Although regional anesthesia is preferentially used for most obstetric procedures in obstetric anesthetic practice, [1] there are still some situations in which general anesthesia may be necessary, especially in case of emergency cesarean delivery during labor. To reduce the risk of pulmonary aspiration, guidelines recommend a restriction of oral intake to clear liquids during labor for low risk patients, with further restriction for those at increased risk for aspiration [1, 2]. Nevertheless, restricting food intake during labor is controversial [3,4,5]. Moreover, oral intake management measures during labor vary depending on different cultures and regions. In china, for example, childbirth is traditionally considered as a process in which the mother continuously consumes energy, and supplementing food is beneficial. Therefore, a relatively liberal oral intake policy on the labor ward is adopted in about 77% hospitals in China, [6] which may significantly increase the risk of aspiration when general anesthesia is required unexpectedly.

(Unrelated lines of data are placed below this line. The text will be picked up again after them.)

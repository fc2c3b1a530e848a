//! Property-based tests for value coercion

use proptest::prelude::*;
use weir::predicate::{self, Predicate};
use weir::{named_value, ToValue, Value};

#[derive(Debug, Clone, Copy)]
struct Meters(i32);
named_value!(Meters(i32));

proptest! {
    #[test]
    fn prop_integer_widths_compare_equal(v in any::<i16>()) {
        let narrow = v.to_value();
        prop_assert!(narrow.equal_to(&(v as i64).to_value()));
        prop_assert!(narrow.equal_to(&f64::from(v).to_value()));
        prop_assert!(narrow.equal_to(&Meters(i32::from(v)).to_value()));
    }

    #[test]
    fn prop_named_type_orders_like_repr(a in any::<i32>(), b in any::<i32>()) {
        let named = Meters(a).to_value();
        let literal = b.to_value();
        prop_assert_eq!(named.greater_than(&literal), a > b);
        prop_assert_eq!(named.less_or_equal_to(&literal), a <= b);
    }

    #[test]
    fn prop_number_never_equals_its_text(v in any::<i32>()) {
        prop_assert!(!v.to_value().equal_to(&v.to_string().to_value()));
    }

    #[test]
    fn prop_strings_order_lexicographically(a in "[a-z]{0,6}", b in "[a-z]{0,6}") {
        prop_assert_eq!(a.to_value().less_than(&b.to_value()), a < b);
    }

    #[test]
    fn prop_nil_is_unordered(v in any::<i64>()) {
        let nil = Value::nil();
        let value = v.to_value();
        prop_assert!(!nil.greater_than(&value));
        prop_assert!(!nil.less_than(&value));
        prop_assert!(!value.greater_or_equal_to(&nil));
        prop_assert!(!nil.less_or_equal_to(&nil));
        prop_assert!(!value.equal_to(&nil));
    }

    #[test]
    fn prop_indirection_is_transparent(v in any::<u32>()) {
        prop_assert!(Some(v).to_value().equal_to(&v.to_value()));
        prop_assert!(predicate::between(v, v).check(&Box::new(v).to_value()));
    }

    #[test]
    fn prop_numeric_strings_parse(v in -1.0e9f64..1.0e9) {
        prop_assert_eq!(v.to_string().to_value().as_f64(), v);
    }

    #[test]
    fn prop_garbage_strings_coerce_to_zero(s in "[a-z]{1,8}") {
        // "inf" and "nan" parse as floats
        prop_assume!(!["inf", "infinity", "nan"].contains(&s.as_str()));
        prop_assert_eq!(s.to_value().as_f64(), 0.0);
    }

    #[test]
    fn prop_char_length_not_bytes(s in "[äöüß]{0,10}") {
        let len = s.chars().count();
        prop_assert!(predicate::length(len).check(&s.to_value()));
        prop_assert_eq!(s.to_value().len(), Some(len));
    }
}
//! Semigroup trait for combining validation results
//!
//! Sessions built independently (one per nested object, one per list row)
//! are folded together with [`Semigroup::combine`]. The operation must be
//! associative:
//! ```text
//! a.combine(b).combine(c) == a.combine(b.combine(c))
//! ```
//!
//! # Examples
//!
//! ```
//! use weir::{Context, Semigroup};
//!
//! let name = weir::check(Context::new("").named("name").not().blank());
//! let age = weir::check(Context::new(12).named("age").greater_than(17));
//!
//! let all = name.combine(age);
//! assert!(!all.valid());
//! assert_eq!(all.errors().len(), 2);
//! ```

use crate::error::{FieldError, ValidationError};
use crate::session::Session;

/// A type that supports an associative binary operation
pub trait Semigroup: Sized {
    /// Combine this value with another value associatively
    fn combine(self, other: Self) -> Self;
}

impl Semigroup for FieldError {
    /// Appends the messages of `other` that are not already present.
    fn combine(mut self, other: Self) -> Self {
        for message in other.messages() {
            self.push(message.as_str());
        }
        self
    }
}

impl Semigroup for Session {
    fn combine(mut self, other: Self) -> Self {
        self.merge(other);
        self
    }
}

impl Semigroup for ValidationError {
    fn combine(self, other: Self) -> Self {
        let mut fields = self.into_fields();
        for (name, error) in other.into_fields() {
            let merged = match fields.remove(&name) {
                Some(existing) => existing.combine(error),
                None => error,
            };
            fields.insert(name, merged);
        }
        ValidationError::new(fields)
    }
}

#[cfg(test)]
mod tests {
    use super::*;
    use crate::Context;

    fn field(messages: &[&str]) -> FieldError {
        let mut err = FieldError::new("f", "F");
        for m in messages {
            err.push(*m);
        }
        err
    }

    #[test]
    fn test_field_error_combine_dedups() {
        let merged = field(&["a", "b"]).combine(field(&["b", "c"]));
        assert_eq!(merged.messages(), &["a", "b", "c"]);
    }

    #[test]
    fn test_field_error_associativity() {
        let (a, b, c) = (field(&["a"]), field(&["b", "a"]), field(&["c"]));
        let left = a.clone().combine(b.clone()).combine(c.clone());
        let right = a.combine(b.combine(c));
        assert_eq!(left, right);
    }

    #[test]
    fn test_validation_error_combine_merges_fields() {
        let a = failed("x");
        let b = failed("y");
        let both = a.clone().combine(b).combine(a);
        assert_eq!(both.len(), 2);
        assert_eq!(both.field("x").map(|f| f.messages().len()), Some(1));
    }

    fn failed(field: &str) -> ValidationError {
        let mut session = Session::new();
        session.add_error_message(field, "invalid");
        session.error().unwrap()
    }

    #[test]
    fn test_session_combine_keeps_invalid() {
        let invalid = crate::check(Context::new(1).equal_to(2));
        let combined = Session::new().combine(invalid);
        assert!(!combined.valid());
        assert!(!combined.is_valid("value_0"));
    }
}
//! End-to-end validation scenarios through the public API

use std::cell::Cell;
use std::sync::Arc;

use parking_lot::RwLock;
use regex::Regex;
use weir::prelude::*;
use weir::{assert_field_messages, assert_invalid, assert_valid, named_value};

struct Quantity(i32);
struct Sku(String);
named_value!(Quantity(i32), Sku(String));

#[derive(Debug)]
struct Signup {
    username: String,
    email: String,
    age: Option<u8>,
    plan: &'static str,
}

fn email_pattern() -> Regex {
    Regex::new(r"^[^@\s]+@[^@\s]+\.[a-z]{2,}$").unwrap()
}

fn validate_signup(form: &Signup) -> Session {
    let email = email_pattern();
    Session::new()
        .check(
            Context::new(&form.username)
                .named("username")
                .not()
                .blank()
                .length_between(3, 16),
        )
        .check(Context::new(&form.email).named("email").matching_to(&email))
        .is(Context::new(form.age)
            .named("age")
            .nil()
            .or()
            .greater_or_equal_to(18))
        .check(Context::new(form.plan).named("plan").in_slice(["free", "pro"]))
}

#[test]
fn fail_fast_scenario_records_one_message() {
    let session = weir::is(Context::new(1).equal_to(1).greater_than(0));
    assert_valid!(session);
    assert!(session.errors().is_empty());

    let session = weir::is(Context::new(1).equal_to(2).greater_than(0));
    assert_field_messages!(session, "value_0", ["Value 0 must be equal to \"2\""]);
}

#[test]
fn exhaustive_scenario_records_only_failing_fragments() {
    let session = weir::check(Context::new(1).equal_to(2).greater_than(0));
    assert_field_messages!(session, "value_0", ["Value 0 must be equal to \"2\""]);

    let session = weir::check(Context::new(1).equal_to(2).greater_than(5));
    assert_field_messages!(
        session,
        "value_0",
        [
            "Value 0 must be equal to \"2\"",
            "Value 0 must be greater than \"5\""
        ]
    );
}

#[test]
fn fail_fast_does_not_invoke_skipped_fragment() {
    let calls = Cell::new(0);
    let counted = || {
        calls.set(calls.get() + 1);
        true
    };

    let session = weir::is(Context::new(1).add(|| false, "first").add(counted, "second"));
    assert_invalid!(session);
    assert_eq!(calls.get(), 0);

    let session = weir::check(Context::new(1).add(|| false, "first").add(counted, "second"));
    assert_invalid!(session);
    assert_eq!(calls.get(), 1);
}

#[test]
fn or_recovery_in_both_modes() {
    for value in [4, 7] {
        assert_valid!(weir::is(Context::new(value).equal_to(4).or().equal_to(7)));
        assert_valid!(weir::check(Context::new(value).equal_to(4).or().equal_to(7)));
    }
    assert_invalid!(weir::is(Context::new(5).equal_to(4).or().equal_to(7)));
}

#[test]
fn fail_fast_reports_or_joined_failure_before_and_failure() {
    let chain = || Context::new(1).equal_to(1).or().equal_to(2).greater_than(10);
    let expected = [
        "Value 0 must be equal to \"2\"",
        "Value 0 must be greater than \"10\"",
    ];
    assert_field_messages!(weir::is(chain()), "value_0", expected);
    assert_field_messages!(weir::check(chain()), "value_0", expected);
}

#[test]
fn leading_or_joins_the_initial_true() {
    assert_valid!(weir::is(Context::new(3).or().equal_to(5)));
    assert_invalid!(weir::is(Context::new(3).equal_to(5)));
}

#[test]
fn long_mixed_chain_recovers_after_consecutive_or_failures() {
    // (((((eq 1 OR eq 2) OR eq 3) OR eq 9) AND > 0) AND < 10)
    let chain = || {
        Context::new(9)
            .equal_to(1)
            .or()
            .equal_to(2)
            .or()
            .equal_to(3)
            .or()
            .equal_to(9)
            .greater_than(0)
            .less_than(10)
    };
    assert_valid!(weir::is(chain()));
    assert_valid!(weir::check(chain()));

    // ((eq 1 AND > 0) OR eq 9) AND < 5
    let session = weir::is(
        Context::new(9)
            .equal_to(1)
            .greater_than(0)
            .or()
            .equal_to(9)
            .less_than(5),
    );
    assert_invalid!(session);
}

#[test]
fn not_scope_covers_next_fragment_only() {
    let session = weir::check(Context::new(5).not().equal_to(5).equal_to(5));
    assert_field_messages!(session, "value_0", ["Value 0 can't be equal to \"5\""]);
}

#[test]
fn numeric_cross_type_equality() {
    assert_valid!(weir::is(Context::new(Quantity(10)).equal_to(10)));
    assert_valid!(weir::is(Context::new(10.0).equal_to(10)));
    assert_invalid!(weir::is(Context::new(10).equal_to("10")));
    assert_valid!(weir::is(Context::new(Quantity(3)).between(1_u64, 5.5)));
    assert_valid!(weir::is(Context::new(Sku("A-1".into())).not().blank()));
}

#[test]
fn non_numeric_string_coerces_to_zero() {
    let value = "abc".to_value();
    assert_eq!(value.as_f64(), 0.0);
    assert_eq!("12.5".to_value().as_f64(), 12.5);
}

#[test]
fn nil_never_orders() {
    let none = None::<i32>;
    assert_invalid!(weir::is(Context::new(none).greater_than(0)));
    assert_invalid!(weir::is(Context::new(none).less_or_equal_to(none)));
    assert_valid!(weir::is(Context::new(none).nil()));
}

#[test]
fn unnamed_values_are_numbered_per_session() {
    let session = weir::check_all([
        Context::new(0).greater_than(0),
        Context::new(0).greater_than(0),
        Context::new(0).greater_than(0),
    ]);
    let fields: Vec<&str> = session.errors().keys().map(String::as_str).collect();
    assert_eq!(fields, ["value_0", "value_1", "value_2"]);
    assert_field_messages!(session, "value_2", ["Value 2 must be greater than \"0\""]);
}

#[test]
fn signup_form_collects_every_field() {
    let form = Signup {
        username: "  ".into(),
        email: "not-an-email".into(),
        age: Some(15),
        plan: "enterprise",
    };
    let session = validate_signup(&form);

    assert_invalid!(session);
    assert_eq!(session.errors().len(), 4);
    assert_field_messages!(
        session,
        "username",
        [
            "Username can't be blank",
            "Username must have a length between \"3\" and \"16\""
        ]
    );
    assert_field_messages!(
        session,
        "email",
        [r#"Email must match to "^[^@\s]+@[^@\s]+\.[a-z]{2,}$""#]
    );
    // both sides of the failed OR were evaluated
    assert_field_messages!(
        session,
        "age",
        ["Age must be nil", "Age must be greater than or equal to \"18\""]
    );
    assert_field_messages!(session, "plan", ["Plan is not valid"]);

    let err = session.into_result().unwrap_err();
    assert_eq!(err.len(), 4);
    assert!(err.to_string().starts_with("age: Age must be"));
}

#[test]
fn signup_form_accepts_missing_optional_age() {
    let form = Signup {
        username: "ada".into(),
        email: "ada@example.com".into(),
        age: None,
        plan: "pro",
    };
    assert_valid!(validate_signup(&form));
}

#[test]
fn nested_rows_and_scopes() {
    let items = [("widget", 2), ("", 0)];
    let mut order = Session::new();
    for (index, (name, qty)) in items.iter().enumerate() {
        let row = Session::new()
            .check(Context::new(*name).named("name").not().blank())
            .check(Context::new(*qty).named("qty").greater_than(0));
        order.in_row("items", index, row);
    }
    order.in_scope(
        "shipping",
        weir::check(Context::new("").named("zip").titled("ZIP code").length(5)),
    );

    assert_invalid!(order);
    assert!(order.is_valid("items[0].name"));
    assert_field_messages!(order, "items[1].name", ["Name can't be blank"]);
    assert_field_messages!(order, "items[1].qty", ["Qty must be greater than \"0\""]);
    assert_field_messages!(
        order,
        "shipping.zip",
        ["ZIP code must have a length equal to \"5\""]
    );
}

#[test]
fn semigroup_combines_sessions() {
    let sessions = vec![
        weir::check(Context::new(1).named("a").equal_to(1)),
        weir::check(Context::new(1).named("b").equal_to(2)),
        weir::check(Context::new(1).named("b").equal_to(2)),
    ];
    let combined = sessions
        .into_iter()
        .reduce(Semigroup::combine)
        .unwrap();
    assert_invalid!(combined);
    assert_field_messages!(combined, "b", ["B must be equal to \"2\""]);
}

#[test]
fn template_round_trip_through_injected_registry() {
    let mut registry = LocaleRegistry::new();
    registry.register("custom", [("equal_to", "{{title}} must equal {{value}}")]);
    let options = Options::default()
        .with_locale("custom")
        .with_registry(Arc::new(RwLock::new(registry)));

    let session = Session::with_options(options)
        .check(Context::new(3).named("age").equal_to(10))
        .check(Context::new(3).named("size").greater_than(10));

    assert_field_messages!(session, "age", ["Age must equal 10"]);
    // missing from "custom": falls back to English
    assert_field_messages!(session, "size", ["Size must be greater than \"10\""]);
}

#[test]
fn per_call_override_wins_over_locale() {
    let session = Session::with_locale("es").check(
        Context::new(0)
            .named("age")
            .greater_than(0)
            .message("{{title}}: {{value}}+")
            .less_than(-1),
    );
    assert_field_messages!(session, "age", ["Age: 0+", "Age debe ser menor que \"-1\""]);
}

#[test]
fn unknown_locale_falls_back_without_failing() {
    let session = Session::with_locale("tlh").check(Context::new("").named("name").not().blank());
    assert_field_messages!(session, "name", ["Name can't be blank"]);
}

Gastric ultrasound is a valuable tool for the assessment of gastric contents and volume in obstetric anesthesia, [7] including non-laboring [8,9,10,11,12,13,14] and laboring women [15,16,17,18,19]. However, most studies on laboring women have been studied in those completely fasted or only allowed to drink clear liquids. There is insufficient information regarding the impact of such a liberal eating policy on the gastric contents in laboring women. Thus, we conducted this comparative cross-sectional study to determine the prevalence of risk stomach in term non-fasted laboring women compared with fasted non-laboring women using ultrasound examination of the antrum. In addition, we also estimated the ability of antral cross-sectional area (CSA) to identify a risk stomach in this setting.

Methods

This comparative cross-sectional study was approved by the local ethics committee at Jiaxing Maternity and Children Health Care Hospital (approval # 2020-F-1) and registered with the Chinese Clinical Trial Registry (http://www.chictr.org.cn/showproj.aspx?proj=53653) (ChiCT2000033900). The date of registration approval was on 16 June 2020, and the study was conducted from 1 July to 23 October 2020. Written informed consent was obtained from all enrolled subjects. The study was designed and conducted in accordance with the Strengthening the Reporting of Observational Studies in Epidemiology (STROBE) guidelines [20].

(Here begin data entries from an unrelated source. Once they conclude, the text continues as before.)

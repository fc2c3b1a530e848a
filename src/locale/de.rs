//! German messages

pub(super) const CODE: &str = "de";

pub(super) const MESSAGES: &[(&str, &str)] = &[
    ("between", "{{title}} muss zwischen \"{{min}}\" und \"{{max}}\" liegen"),
    ("not_between", "{{title}} darf nicht zwischen \"{{min}}\" und \"{{max}}\" liegen"),
    ("blank", "{{title}} muss leer sein"),
    ("not_blank", "{{title}} darf nicht leer sein"),
    ("empty", "{{title}} muss leer sein"),
    ("not_empty", "{{title}} darf nicht leer sein"),
    ("equal_to", "{{title}} muss gleich \"{{value}}\" sein"),
    ("not_equal_to", "{{title}} darf nicht gleich \"{{value}}\" sein"),
    ("false", "{{title}} muss falsch sein"),
    ("not_false", "{{title}} darf nicht falsch sein"),
    ("greater_or_equal_to", "{{title}} muss größer oder gleich \"{{value}}\" sein"),
    ("not_greater_or_equal_to", "{{title}} darf nicht größer oder gleich \"{{value}}\" sein"),
    ("greater_than", "{{title}} muss größer als \"{{value}}\" sein"),
    ("not_greater_than", "{{title}} darf nicht größer als \"{{value}}\" sein"),
    ("in_slice", "{{title}} ist nicht gültig"),
    ("not_in_slice", "{{title}} ist nicht gültig"),
    ("length", "{{title}} muss genau \"{{length}}\" Zeichen lang sein"),
    ("not_length", "{{title}} darf nicht genau \"{{length}}\" Zeichen lang sein"),
    ("length_between", "{{title}} muss zwischen \"{{min}}\" und \"{{max}}\" Zeichen lang sein"),
    ("not_length_between", "{{title}} darf nicht zwischen \"{{min}}\" und \"{{max}}\" Zeichen lang sein"),
    ("less_or_equal_to", "{{title}} muss kleiner oder gleich \"{{value}}\" sein"),
    ("not_less_or_equal_to", "{{title}} darf nicht kleiner oder gleich \"{{value}}\" sein"),
    ("less_than", "{{title}} muss kleiner als \"{{value}}\" sein"),
    ("not_less_than", "{{title}} darf nicht kleiner als \"{{value}}\" sein"),
    ("matching_to", "{{title}} muss \"{{regexp}}\" entsprechen"),
    ("not_matching_to", "{{title}} darf nicht \"{{regexp}}\" entsprechen"),
    ("max_length", "{{title}} darf nicht länger als \"{{length}}\" Zeichen sein"),
    ("not_max_length", "{{title}} muss länger als \"{{length}}\" Zeichen sein"),
    ("min_length", "{{title}} darf nicht kürzer als \"{{length}}\" Zeichen sein"),
    ("not_min_length", "{{title}} muss kürzer als \"{{length}}\" Zeichen sein"),
    ("nil", "{{title}} muss nil sein"),
    ("not_nil", "{{title}} darf nicht nil sein"),
    ("passing", "{{title}} ist nicht gültig"),
    ("not_passing", "{{title}} ist nicht gültig"),
    ("true", "{{title}} muss wahr sein"),
    ("not_true", "{{title}} darf nicht wahr sein"),
    ("zero", "{{title}} muss null sein"),
    ("not_zero", "{{title}} darf nicht null sein"),
];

Non-laboring cohort consisted of women scheduled for elective cesarean delivery under neuraxial anesthesia, while laboring cohort was those for vaginal delivery in active labor (from cervical dilation ≥3 cm until full cervical dilatation) with or without epidural analgesia. The inclusion criteria were age ≥ 18 years, term (> 37 weeks’ gestation), a singleton fetus with cephalic presentation, and ASA physical status I to II. Exclusion criteria were multiple gestations, body mass index (BMI) ≥35 kg·m− 2, a history of gastric or oesophageal disease or surgery, gastroesophageal reflux disease, diabetes mellitus and refusal to participate in the study. Non-laboring women followed institutional fasting guideline (a minimum of 2 h for clear liquids, 6 h for a light meal, and 8 h for a full meal). No premedication was given before cesarean delivery. Laboring women were allowed to eat easily digestible foods and drink liquids as they wish throughout the course of labor.

Women were consecutively recruited during the study period according to the ultrasound operator availability who had experience of at least 50 gastric ultrasound examinations in pregnant women. Ultrasound examination was performed immediately prior to neuraxial anesthesia in operation room, or at varying times in active labor regardless of oral intake in labor ward. A standardized scanning technique was used with a portable ultrasound system and a 2–5 MHz curved array transducer (Navi ultrasound system, Shenzhen Wisonic Medical Technology Co., Ltd., Shenzhen, China). The gastric antrum was imaged in a sagittal plane in the epigastrium between the left lobe of the liver and the aorta. A detailed description of the technique and ultrasound characteristics of antrum contents has been previously described in the literatures [7, 21,22,23]. Women were first scanned in the supine position, followed by the right lateral decubitus (RLD) position, both with the head of the bed elevated to 45°. Examinations consisted of a qualitative and quantitative evaluation. The qualitative assessment determined the nature of gastric contents, including empty (flat antrum with juxtaposed anterior and posterior walls), fluid (distended antrum with thin walls and hypoechoic content) or thick fluid/solid food (distended antrum with content of mixed echogenicity). Based on the qualitative findings, women were classified into grade 0 (no content visible in either position), grade 1 (clear fluid content visible in RLD position only) and grade 2 (clear fluid content visible in both positions), according to the Perlas grading system [23]. For the present study, we further defined an additional grade 3 as the visualization of thick fluid/solid content in the antrum, whatever the position [16].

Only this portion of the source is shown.